Jeremy Hudgeons, a board member of East Lake Neighbors Developments Corporation, said there has been a vacant lot on Memorial Drive, near Candler Road, that has been under the purview of the East Lake Neighbors Development Corporation for over 20 years.
“We’ve been keeping it up. We’ve paid taxes on it. We’ve decided as a board that it was probably in the neighborhood’s best interest to sell this lot if we could do a few things,” Hudgeons said. “One, ensure that commercial creep doesn’t continue down Memorial; two, we could do something meaningful for the community; and three, sell it at a discount rate, but still have some money that comes into our fund to allow us to continue, in perpetuity, to give out grants.”
The development board came across Sovereign Realty Management, who connected the board with the Atlanta Neighborhood Development Partnership. The lot is now under contract with ANDP.
ANDP is also the developer of the cottage court project in Decatur. That project will consist of six cottage court homes: 1 one-bedroom house, 1 two-bedroom house, and 4 three-bedroom houses, with square footage ranging from 528 to 1117 square feet. The estimated sales prices would be between $199,000 and $275,000.
In East Lake, the developers want to build housing designed to service those who live and work in the community, like teachers, firefighters, police officers and civil servants.
“We will build nine townhome units,” said Michael Hatcher, president and CEO of Sovereign Construction and Development. “It will have two three-bedroom, three-baths. Those will be about right under 2,000 square feet, about 1,940 square feet. We’ll also have seven two-bed, two-bath units. Those will come in at 1,240 square feet.”

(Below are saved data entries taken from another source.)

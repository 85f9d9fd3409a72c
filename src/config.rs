use anyhow::{Context, Result};
use serde::Deserialize;
use std::path::{Path, PathBuf};

#[derive(Debug, Deserialize, Clone)]
pub struct Config {
    pub db: DbConfig,
    #[serde(default)]
    pub api: ApiConfig,
    #[serde(default)]
    pub uploads: UploadConfig,
    #[serde(default)]
    pub reconcile: ReconcileConfig,
    #[serde(default)]
    pub report: ReportConfig,
}

#[derive(Debug, Deserialize, Clone)]
pub struct DbConfig {
    pub path: PathBuf,
}

#[derive(Debug, Deserialize, Clone)]
pub struct ApiConfig {
    #[serde(default = "default_base_url")]
    pub base_url: String,
    /// Timeout for proxy uploads and server-side processing.
    #[serde(default = "default_upload_timeout")]
    pub upload_timeout_secs: u64,
    /// Timeout for ordinary JSON requests.
    #[serde(default = "default_request_timeout")]
    pub request_timeout_secs: u64,
    /// Timeout for health probes.
    #[serde(default = "default_health_timeout")]
    pub health_timeout_secs: u64,
    /// Timeout for a single presigned PUT attempt against object storage.
    #[serde(default = "default_storage_put_timeout")]
    pub storage_put_timeout_secs: u64,
}

impl Default for ApiConfig {
    fn default() -> Self {
        Self {
            base_url: default_base_url(),
            upload_timeout_secs: default_upload_timeout(),
            request_timeout_secs: default_request_timeout(),
            health_timeout_secs: default_health_timeout(),
            storage_put_timeout_secs: default_storage_put_timeout(),
        }
    }
}

fn default_base_url() -> String {
    // NEXT_PUBLIC_API_URL mirrors the web client's environment contract.
    std::env::var("NEXT_PUBLIC_API_URL").unwrap_or_else(|_| "http://localhost:8000".to_string())
}
fn default_upload_timeout() -> u64 {
    180
}
fn default_request_timeout() -> u64 {
    30
}
fn default_health_timeout() -> u64 {
    5
}
fn default_storage_put_timeout() -> u64 {
    30
}

#[derive(Debug, Deserialize, Clone)]
pub struct UploadConfig {
    /// Retries after the first presigned PUT attempt. 4xx is never retried.
    #[serde(default = "default_max_put_retries")]
    pub max_put_retries: u32,
    #[serde(default = "default_backoff_base")]
    pub backoff_base_secs: u64,
    #[serde(default = "default_backoff_cap")]
    pub backoff_cap_secs: u64,
}

impl Default for UploadConfig {
    fn default() -> Self {
        Self {
            max_put_retries: default_max_put_retries(),
            backoff_base_secs: default_backoff_base(),
            backoff_cap_secs: default_backoff_cap(),
        }
    }
}

fn default_max_put_retries() -> u32 {
    3
}
fn default_backoff_base() -> u64 {
    1
}
fn default_backoff_cap() -> u64 {
    5
}

#[derive(Debug, Deserialize, Clone)]
pub struct ReconcileConfig {
    /// Concurrent content fetches during a conversation reload.
    #[serde(default = "default_content_parallelism")]
    pub content_parallelism: usize,
    #[serde(default = "default_page_size")]
    pub page_size: u32,
}

impl Default for ReconcileConfig {
    fn default() -> Self {
        Self {
            content_parallelism: default_content_parallelism(),
            page_size: default_page_size(),
        }
    }
}

fn default_content_parallelism() -> usize {
    6
}
fn default_page_size() -> u32 {
    50
}

#[derive(Debug, Deserialize, Clone)]
pub struct ReportConfig {
    #[serde(default = "default_poll_interval")]
    pub poll_interval_secs: u64,
    #[serde(default = "default_max_poll_attempts")]
    pub max_poll_attempts: u32,
    /// Optional override forwarded to the server-side processor and the
    /// configuration-synthesis call.
    #[serde(default)]
    pub ai_api_url: Option<String>,
}

impl Default for ReportConfig {
    fn default() -> Self {
        Self {
            poll_interval_secs: default_poll_interval(),
            max_poll_attempts: default_max_poll_attempts(),
            ai_api_url: None,
        }
    }
}

fn default_poll_interval() -> u64 {
    5
}
fn default_max_poll_attempts() -> u32 {
    60
}

impl Config {
    /// A minimal in-memory configuration for tests and token-less commands.
    pub fn minimal() -> Self {
        Self {
            db: DbConfig {
                path: PathBuf::from("./data/docsync.sqlite"),
            },
            api: ApiConfig::default(),
            uploads: UploadConfig::default(),
            reconcile: ReconcileConfig::default(),
            report: ReportConfig::default(),
        }
    }
}

pub fn load_config(path: &Path) -> Result<Config> {
    let content = std::fs::read_to_string(path)
        .with_context(|| format!("Failed to read config file: {}", path.display()))?;

    let config: Config = toml::from_str(&content).with_context(|| "Failed to parse config file")?;

    if config.api.base_url.is_empty() {
        anyhow::bail!("api.base_url must not be empty");
    }

    if config.reconcile.content_parallelism == 0 {
        anyhow::bail!("reconcile.content_parallelism must be >= 1");
    }

    if config.reconcile.page_size == 0 {
        anyhow::bail!("reconcile.page_size must be >= 1");
    }

    if config.report.poll_interval_secs == 0 {
        anyhow::bail!("report.poll_interval_secs must be >= 1");
    }

    if config.report.max_poll_attempts == 0 {
        anyhow::bail!("report.max_poll_attempts must be >= 1");
    }

    if config.uploads.backoff_cap_secs < config.uploads.backoff_base_secs {
        anyhow::bail!("uploads.backoff_cap_secs must be >= uploads.backoff_base_secs");
    }

    Ok(config)
}
#[tokio::main]
async fn main() -> Result<()> {
    let cli = Cli::parse();
    let cfg = load_config_or_default(&cli.config)?;
    let progress = parse_progress(cli.progress.as_deref())?.reporter();

    let transport = Transport::new(&cfg.api, cfg.report.ai_api_url.clone())?;

    match cli.command {
        Commands::Init => {
            let pool = db::connect(&cfg.db.path).await?;
            migrate::run_migrations(&pool).await?;
            pool.close().await;
            println!("Local state initialized successfully.");
        }

        Commands::Login { token } => {
            let pool = db::connect(&cfg.db.path).await?;
            migrate::run_migrations(&pool).await?;
            persist::save_token(&pool, &token).await?;
            pool.close().await;
            println!("Token stored.");
        }

        Commands::Logout => {
            let pool = db::connect(&cfg.db.path).await?;
            migrate::run_migrations(&pool).await?;
            persist::clear_token(&pool).await?;
            pool.close().await;
            println!("Token cleared.");
        }

        Commands::Upload { path, chat, source } => {
            let source = parse_source(&source)?;
            let file = read_file(&path)?;

            let pool = db::connect(&cfg.db.path).await?;
            migrate::run_migrations(&pool).await?;
            let token = persist::load_token(&pool).await?;
            if token.is_none() {
                eprintln!("Warning: no token stored; upload stays local (run `docsync login`)");
            }

            let store = DocumentStore::new(&cfg, transport, Some(pool.clone())).await?;
            let doc = store
                .upload(file, &chat, source, token.as_deref())
                .await;
            store.flush().await?;
            pool.close().await;

            print_document(&doc);
            if doc.status == DocumentStatus::Failed {
                std::process::exit(1);
            }
        }

        Commands::List { chat } => {
            let pool = db::connect(&cfg.db.path).await?;
            migrate::run_migrations(&pool).await?;
            let documents = persist::load_documents(&pool).await?;
            pool.close().await;

            let filtered: Vec<&Document> = documents
                .iter()
                .filter(|d| chat.as_deref().map(|c| d.conversation_id == c).unwrap_or(true))
                .collect();

            println!("documents: {}", filtered.len());
            for doc in filtered {
                print_document(doc);
            }
        }

        Commands::Load { chat } => {
            let pool = db::connect(&cfg.db.path).await?;
            migrate::run_migrations(&pool).await?;
            let token = persist::load_token(&pool)
                .await?
                .context("no token stored; run `docsync login` first")?;

            let store = DocumentStore::new(&cfg, transport, Some(pool.clone())).await?;
            store.load_conversation(&chat, &token).await;
            let view = store.current_view();
            store.flush().await?;
            pool.close().await;

            println!("conversation: {}", chat);
            println!("documents: {}", view.documents.len());
            for doc in &view.documents {
                print_document(doc);
            }
        }

        Commands::Remove { id } => {
            let pool = db::connect(&cfg.db.path).await?;
            migrate::run_migrations(&pool).await?;
            let token = persist::load_token(&pool).await?;
            let store = DocumentStore::new(&cfg, transport.clone(), Some(pool.clone())).await?;

            if let (Some(doc), Some(token)) = (store.get(&id), token.as_deref()) {
                if let Some(remote_id) = doc.metadata.as_ref().map(|m| m.id.clone()) {
                    if let Err(e) = transport.delete_file(&remote_id, token).await {
                        eprintln!("Warning: server-side delete failed: {e}");
                    }
                }
            }

            let removed = store.remove(&id);
            store.flush().await?;
            pool.close().await;

            if removed {
                println!("removed {}", id);
            } else {
                eprintln!("Error: no document with id {}", id);
                std::process::exit(1);
            }
        }

        Commands::Annotate {
            id,
            name,
            description,
            tags,
        } => {
            let pool = db::connect(&cfg.db.path).await?;
            migrate::run_migrations(&pool).await?;
            let token = persist::load_token(&pool)
                .await?
                .context("no token stored; run `docsync login` first")?;
            pool.close().await;

            let update = MetadataUpdate {
                filename: name,
                description,
                tags: if tags.is_empty() { None } else { Some(tags) },
            };
            let metadata = transport.update_metadata(&id, &update, &token).await?;
            println!("{}  {}", metadata.id, metadata.filename);
            if !metadata.tags.is_empty() {
                println!("tags: {}", metadata.tags.join(", "));
            }
        }

        Commands::Folder { action } => {
            let pool = db::connect(&cfg.db.path).await?;
            migrate::run_migrations(&pool).await?;
            let token = persist::load_token(&pool)
                .await?
                .context("no token stored; run `docsync login` first")?;
            pool.close().await;

            let coordinator = FolderCoordinator::new(transport, cfg.uploads.clone());

            match action {
                FolderAction::Create {
                    name,
                    r#type,
                    members,
                } => {
                    let folder = coordinator
                        .create_folder(&name, Some(&r#type), members, &token)
                        .await?;
                    println!("created folder {} ({})", folder.name, folder.id);
                    println!("members: {}", folder.member_count());
                }
                FolderAction::List => {
                    let folders = coordinator.get_folders(&token).await?;
                    println!("folders: {}", folders.len());
                    for folder in folders {
                        println!(
                            "{}  {}  [{}]  {} members",
                            folder.id,
                            folder.name,
                            folder.folder_type,
                            folder.member_count()
                        );
                    }
                }
                FolderAction::Show { id } => {
                    let folders = coordinator.get_folders(&token).await?;
                    let folder = folders
                        .into_iter()
                        .find(|f| f.id == id)
                        .with_context(|| format!("no folder with id {id}"))?;
                    println!("folder: {} ({})", folder.name, folder.id);
                    for resolution in coordinator.resolve_members(&folder, &token).await {
                        match resolution {
                            MemberResolution::Resolved(meta) => {
                                println!("  {}  {}", meta.id, meta.filename)
                            }
                            MemberResolution::Unresolved(id) => {
                                println!("  {}  (unresolved)", id)
                            }
                        }
                    }
                }
                FolderAction::Update {
                    id,
                    name,
                    members,
                    r#type,
                } => {
                    let folder = coordinator
                        .update_folder(&id, &name, r#type.as_deref(), members, &token)
                        .await?;
                    println!("updated folder {} ({})", folder.name, folder.id);
                    println!("members: {}", folder.member_count());
                }
                FolderAction::Delete { id } => {
                    coordinator.delete_folder(&id, &token).await?;
                    println!("deleted folder {}", id);
                }
                FolderAction::Upload { id, dir, include } => {
                    let files = folders::collect_local_files(&dir, &include)?;
                    if files.is_empty() {
                        bail!("no files matched under {}", dir.display());
                    }
                    let summary = coordinator
                        .upload_files(files, &id, &token, progress.as_ref())
                        .await;
                    println!("uploaded: {}", summary.succeeded.len());
                    println!("failed: {}", summary.failed.len());
                    for (name, error) in &summary.failed {
                        eprintln!("  {}: {}", name, error);
                    }
                    if !summary.all_succeeded() {
                        std::process::exit(1);
                    }
                }
            }
        }

        Commands::Report { action } => match action {
            ReportAction::Generate {
                chat,
                directive,
                filename,
            } => {
                let pool = db::connect(&cfg.db.path).await?;
                migrate::run_migrations(&pool).await?;
                let token = persist::load_token(&pool)
                    .await?
                    .context("no token stored; run `docsync login` first")?;

                let store = DocumentStore::new(&cfg, transport.clone(), Some(pool.clone())).await?;
                store.load_conversation(&chat, &token).await;
                let documents = store.documents_for(&chat);
                store.flush().await?;
                pool.close().await;

                let coordinator = ReportCoordinator::new(transport.clone(), cfg.report.clone());
                let completion = AgentCompletion::new(transport, token.clone());

                let cancel = CancelHandle::new();
                let ctrl_c_cancel = cancel.clone();
                tokio::spawn(async move {
                    if tokio::signal::ctrl_c().await.is_ok() {
                        ctrl_c_cancel.cancel();
                    }
                });

                let transcript: Vec<ChatMessage> = Vec::new();
                let job = coordinator
                    .generate(
                        &completion,
                        ReportRequest {
                            transcript: &transcript,
                            documents: &documents,
                            directive: directive.as_deref(),
                            filename: filename.as_deref(),
                        },
                        &cancel,
                        progress.as_ref(),
                    )
                    .await;

                println!("job: {}", job.job_id);
                println!("status: {:?}", job.status);
                println!("progress: {}%", job.progress_percent);
                for warning in &job.warnings {
                    println!("warning: {}", warning);
                }
                if let Some(url) = &job.download_url {
                    println!("download: {}", url);
                }
                if let Some(error) = &job.error_message {
                    eprintln!("Error: {}", error);
                }
                if job.status != JobStatus::Completed {
                    std::process::exit(1);
                }
            }
            ReportAction::List => {
                let artifacts = transport.list_reports().await?;
                println!("reports: {}", artifacts.len());
                for artifact in artifacts {
                    println!("{}  ({} bytes)", artifact.filename, artifact.size);
                }
            }
            ReportAction::Delete { filename } => {
                transport.delete_report(&filename).await?;
                println!("deleted {}", filename);
            }
        },

        Commands::Health => match transport.health().await {
            Ok(()) => println!("ok"),
            Err(e) => {
                eprintln!("Error: {}", e);
                std::process::exit(1);
            }
        },
    }

    Ok(())
}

There will be seven units in the front of the property and each unit will have a garage. The two three-bedroom units and a parking lot will be at the rear of the property. The property has access to Memorial Drive, but no access to Candler Road.
“This development is designed to do a couple of things,” Hatcher said. “First, it’s designed to set a hard border for the East Lake neighborhood that basically limits commercial construction right there at the Candler Road, Memorial Drive intersection and then also limits future commercial creep with development activities further down Memorial Drive as we transition into the more neighborhood centric area.”
Hatcher added the townhomes would create a step-down and transition from commercial use to multifamily townhome use and into single family use, so the project integrates within the existing community.
“The goal is basically to provide a development that allows for workforce and opportunity housing, and also sets them up in a neighborhood and in an area where they can take advantage of the amenities and the sense of community that we’ve all worked so hard to create in the East Lake and Kirkwood neighborhoods,” Hatcher said.
The developers will also try to keep as much of the tree canopy as possible, and if trees are removed, new trees would be planted. They will also maintain a greenspace at the rear of the property.
The developers hope to rezone from R-4 to MR-4B. They plan to apply for the rezoning in July, the proposal will be presented to the Atlanta Zoning Review Board in September and will go before the Atlanta City Council in October.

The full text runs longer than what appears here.